Laura Severin, Yale-NUS’s interim director of admissions and financial aid, said the school hopes to reach a total population of 1,000 students, meaning each class size will continue to grow in future years. Before the arrival of the class of 2020, the school’s new campus — which opened last fall — was only at half capacity.
Fifty-four percent of the current freshmen are Singaporean citizens and the rest come from 35 different countries, according to Severin.
Karen Ho YNUS ’16 said she is glad to see Yale-NUS finally reach a full house and enroll four years of students just like other universities worldwide.

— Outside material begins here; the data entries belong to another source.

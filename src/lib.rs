// Library root
// ------------
// Client for creating and querying releases on an Octopus Deploy server.
// The `actopus` binary (`main.rs`) is a thin shell over these modules.
//
// Module responsibilities:
// - `endpoints`: the registry mapping `(type, action)` to HTTP method, path
//   template and body template.
// - `api`: the `HttpSender` seam and its blocking reqwest implementation.
// - `release`: project lookup and release get/create on top of the two.
// - `config`: connection settings and the optional `~/.actopus.json`.
// - `cli` / `ui`: argument parsing and the terminal flow for the binary.
pub mod api;
pub mod cli;
pub mod config;
pub mod endpoints;
pub mod error;
pub mod release;
pub mod ui;

pub use api::{ApiClient, HttpResponse, HttpSender};
pub use config::{ClientConfig, Settings};
pub use endpoints::{EndpointDefinition, EndpointRegistry, HttpMethod};
pub use error::{ActopusError, LookupFailure, Result};
pub use release::{channel_id_for, ReleaseClient};
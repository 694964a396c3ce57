// SPDX-FileCopyrightText: 2025 Hyperpolymath
// SPDX-License-Identifier: PMPL-1.0-or-later

//! Contact Relay
//!
//! Server side of the portfolio site's contact form:
//!
//! - Fixed-window rate limiting per client IP (5 per minute default)
//! - Total validation of the submission, reporting every violated rule
//! - Sanitization of free-text fields before delivery
//! - Delivery to a webhook (or the log) under a timeout
//! - A small client for posting the form and interpreting replies

pub mod client;
pub mod config;
pub mod error;
pub mod handlers;
pub mod limiter;
pub mod metrics;
pub mod notifier;
pub mod pipeline;
pub mod sanitize;
pub mod submission;
pub mod validator;

pub use config::Config;
pub use error::ContactError;
pub use limiter::{RateLimitDecision, RateLimiter, RequestMeta};
pub use pipeline::{Accepted, ContactPipeline};
pub use submission::{Budget, Field, FieldErrors, Submission, Timeline};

When asked whether the admissions office has changed its selection criteria as the college transitions from a startup school and establishes its culture, Severin said her office has maintained the same standard all four years, and that it is natural for each class to take on its own identity. The Yale College Common Application allows applicants to share their Yale application with Yale-NUS through a check box.
Agatha Tan YNUS ’20, who is Singaporean, said she was attracted to how socially accepting and relatively small the college is.
A prospective arts and humanities major, Tan said that although she worries about having to take Quantitative Reasoning and Foundations of Science — two compulsory classes in the common curriculum — she appreciates the breath of academic options at Yale-NUS that she will later be able to take advantage of.
“Yale-NUS was also the only school in Singapore that offered me the options to explore creative writing in my major,” Tan said.
Yale-NUS’s first day of classes was Aug. 8.